▶ Work request:
Find the lines below that contain the string "Debug". Copy each one.

=== Begin Enclosure ===

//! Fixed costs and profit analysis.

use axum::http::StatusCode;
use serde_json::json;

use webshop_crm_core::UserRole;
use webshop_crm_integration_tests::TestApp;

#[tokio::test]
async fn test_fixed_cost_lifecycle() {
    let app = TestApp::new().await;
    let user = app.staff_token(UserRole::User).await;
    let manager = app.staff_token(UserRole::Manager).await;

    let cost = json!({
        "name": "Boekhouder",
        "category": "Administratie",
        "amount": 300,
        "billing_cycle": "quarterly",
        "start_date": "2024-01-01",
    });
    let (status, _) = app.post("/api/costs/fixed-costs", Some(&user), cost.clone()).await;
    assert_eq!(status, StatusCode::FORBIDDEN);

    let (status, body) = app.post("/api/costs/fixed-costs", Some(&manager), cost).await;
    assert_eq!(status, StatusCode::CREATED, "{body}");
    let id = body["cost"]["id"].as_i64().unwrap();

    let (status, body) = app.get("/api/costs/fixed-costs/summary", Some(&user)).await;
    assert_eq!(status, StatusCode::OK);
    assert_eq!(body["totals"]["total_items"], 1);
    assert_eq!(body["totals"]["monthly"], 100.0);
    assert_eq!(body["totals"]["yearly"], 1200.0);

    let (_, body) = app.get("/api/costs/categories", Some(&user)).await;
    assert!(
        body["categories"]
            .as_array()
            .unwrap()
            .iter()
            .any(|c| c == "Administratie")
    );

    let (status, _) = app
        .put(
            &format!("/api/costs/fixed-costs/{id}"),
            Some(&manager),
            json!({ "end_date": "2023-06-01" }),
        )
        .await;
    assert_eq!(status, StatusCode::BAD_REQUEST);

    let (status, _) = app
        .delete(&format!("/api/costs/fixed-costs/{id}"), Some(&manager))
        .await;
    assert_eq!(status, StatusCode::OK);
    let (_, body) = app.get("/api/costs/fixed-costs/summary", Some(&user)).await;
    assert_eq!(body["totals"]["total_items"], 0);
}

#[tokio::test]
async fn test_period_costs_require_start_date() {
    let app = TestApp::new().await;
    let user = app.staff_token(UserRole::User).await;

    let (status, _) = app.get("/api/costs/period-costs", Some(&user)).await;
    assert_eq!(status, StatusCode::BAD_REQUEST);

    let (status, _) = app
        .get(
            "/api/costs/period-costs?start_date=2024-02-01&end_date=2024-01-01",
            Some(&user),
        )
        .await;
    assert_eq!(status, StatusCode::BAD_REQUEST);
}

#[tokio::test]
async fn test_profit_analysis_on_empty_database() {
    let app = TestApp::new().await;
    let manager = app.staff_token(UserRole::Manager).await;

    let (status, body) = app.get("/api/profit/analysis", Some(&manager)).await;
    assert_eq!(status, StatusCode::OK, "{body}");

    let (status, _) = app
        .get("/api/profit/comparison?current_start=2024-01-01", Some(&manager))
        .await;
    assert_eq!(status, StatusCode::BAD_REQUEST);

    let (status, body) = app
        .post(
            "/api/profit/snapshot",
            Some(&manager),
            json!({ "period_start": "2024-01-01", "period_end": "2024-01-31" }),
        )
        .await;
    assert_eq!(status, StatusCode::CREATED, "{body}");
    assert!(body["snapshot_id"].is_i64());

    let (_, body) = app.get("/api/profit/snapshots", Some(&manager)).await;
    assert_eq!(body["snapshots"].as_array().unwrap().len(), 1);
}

=== End Enclosure ===
=== Begin Enclosure ===

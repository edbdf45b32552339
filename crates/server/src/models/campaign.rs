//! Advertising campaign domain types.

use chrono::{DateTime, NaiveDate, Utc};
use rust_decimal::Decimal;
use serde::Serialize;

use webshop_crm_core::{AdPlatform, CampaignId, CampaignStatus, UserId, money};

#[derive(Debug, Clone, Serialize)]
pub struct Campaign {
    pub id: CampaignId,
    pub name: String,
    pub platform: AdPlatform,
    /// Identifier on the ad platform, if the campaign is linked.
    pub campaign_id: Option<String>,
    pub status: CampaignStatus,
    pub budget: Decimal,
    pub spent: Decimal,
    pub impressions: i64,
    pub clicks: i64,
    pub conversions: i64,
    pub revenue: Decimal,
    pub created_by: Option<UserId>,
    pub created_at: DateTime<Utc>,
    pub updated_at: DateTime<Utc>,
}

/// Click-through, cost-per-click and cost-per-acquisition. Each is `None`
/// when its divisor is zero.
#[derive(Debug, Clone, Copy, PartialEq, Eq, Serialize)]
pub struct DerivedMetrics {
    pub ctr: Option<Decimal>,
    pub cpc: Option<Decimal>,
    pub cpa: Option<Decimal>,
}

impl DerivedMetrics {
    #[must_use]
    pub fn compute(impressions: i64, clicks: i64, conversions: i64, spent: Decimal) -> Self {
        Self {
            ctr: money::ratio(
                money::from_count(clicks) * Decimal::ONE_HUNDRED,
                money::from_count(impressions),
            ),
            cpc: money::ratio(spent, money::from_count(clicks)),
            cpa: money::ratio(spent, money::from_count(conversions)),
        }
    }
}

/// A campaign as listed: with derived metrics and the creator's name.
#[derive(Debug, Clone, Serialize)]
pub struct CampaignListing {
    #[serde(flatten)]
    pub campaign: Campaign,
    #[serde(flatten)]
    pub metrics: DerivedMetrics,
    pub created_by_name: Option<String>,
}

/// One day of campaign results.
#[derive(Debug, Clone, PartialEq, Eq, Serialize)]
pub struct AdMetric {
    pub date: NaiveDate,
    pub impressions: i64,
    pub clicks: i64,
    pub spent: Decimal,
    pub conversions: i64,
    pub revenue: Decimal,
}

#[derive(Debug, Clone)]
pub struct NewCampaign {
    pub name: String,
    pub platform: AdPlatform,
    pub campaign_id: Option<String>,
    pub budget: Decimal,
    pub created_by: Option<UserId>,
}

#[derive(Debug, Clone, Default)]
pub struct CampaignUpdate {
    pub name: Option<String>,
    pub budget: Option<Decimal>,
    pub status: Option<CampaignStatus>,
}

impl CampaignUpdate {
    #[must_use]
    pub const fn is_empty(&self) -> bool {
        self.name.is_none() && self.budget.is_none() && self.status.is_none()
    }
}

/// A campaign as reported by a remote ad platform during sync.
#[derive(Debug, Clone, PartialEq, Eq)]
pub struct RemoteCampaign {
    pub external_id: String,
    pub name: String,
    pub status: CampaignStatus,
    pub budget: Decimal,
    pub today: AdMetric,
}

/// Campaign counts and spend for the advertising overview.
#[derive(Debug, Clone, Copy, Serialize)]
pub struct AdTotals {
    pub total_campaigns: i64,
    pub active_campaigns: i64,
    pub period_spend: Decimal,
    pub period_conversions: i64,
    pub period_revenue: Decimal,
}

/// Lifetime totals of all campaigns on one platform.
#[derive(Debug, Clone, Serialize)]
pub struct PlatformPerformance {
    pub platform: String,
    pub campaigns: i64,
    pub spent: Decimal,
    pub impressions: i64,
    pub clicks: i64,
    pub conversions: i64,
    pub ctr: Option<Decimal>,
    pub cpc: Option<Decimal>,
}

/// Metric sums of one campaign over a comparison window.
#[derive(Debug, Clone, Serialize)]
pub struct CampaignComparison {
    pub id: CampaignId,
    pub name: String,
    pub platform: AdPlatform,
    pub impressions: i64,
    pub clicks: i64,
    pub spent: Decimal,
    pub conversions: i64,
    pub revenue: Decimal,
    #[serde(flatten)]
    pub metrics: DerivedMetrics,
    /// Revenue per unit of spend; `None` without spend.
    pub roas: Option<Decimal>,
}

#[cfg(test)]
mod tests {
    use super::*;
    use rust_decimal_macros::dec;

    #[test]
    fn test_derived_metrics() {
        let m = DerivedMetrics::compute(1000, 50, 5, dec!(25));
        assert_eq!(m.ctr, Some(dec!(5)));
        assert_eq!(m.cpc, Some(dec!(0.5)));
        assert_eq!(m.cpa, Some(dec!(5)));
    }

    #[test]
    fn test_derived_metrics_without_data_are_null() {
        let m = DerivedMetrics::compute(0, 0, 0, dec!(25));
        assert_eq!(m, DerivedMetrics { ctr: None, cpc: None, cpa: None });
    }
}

=== End Enclosure ===

▶ Response to the exercise:
#[derive(Debug, Clone, Serialize)]
#[derive(Debug, Clone, Copy, PartialEq, Eq, Serialize)]
#[derive(Debug, Clone, Serialize)]
#[derive(Debug, Clone, PartialEq, Eq, Serialize)]
#[derive(Debug, Clone)]
#[derive(Debug, Clone, Default)]
#[derive(Debug, Clone, PartialEq, Eq)]
#[derive(Debug, Clone, Copy, Serialize)]
#[derive(Debug, Clone, Serialize)]
#[derive(Debug, Clone, Serialize)]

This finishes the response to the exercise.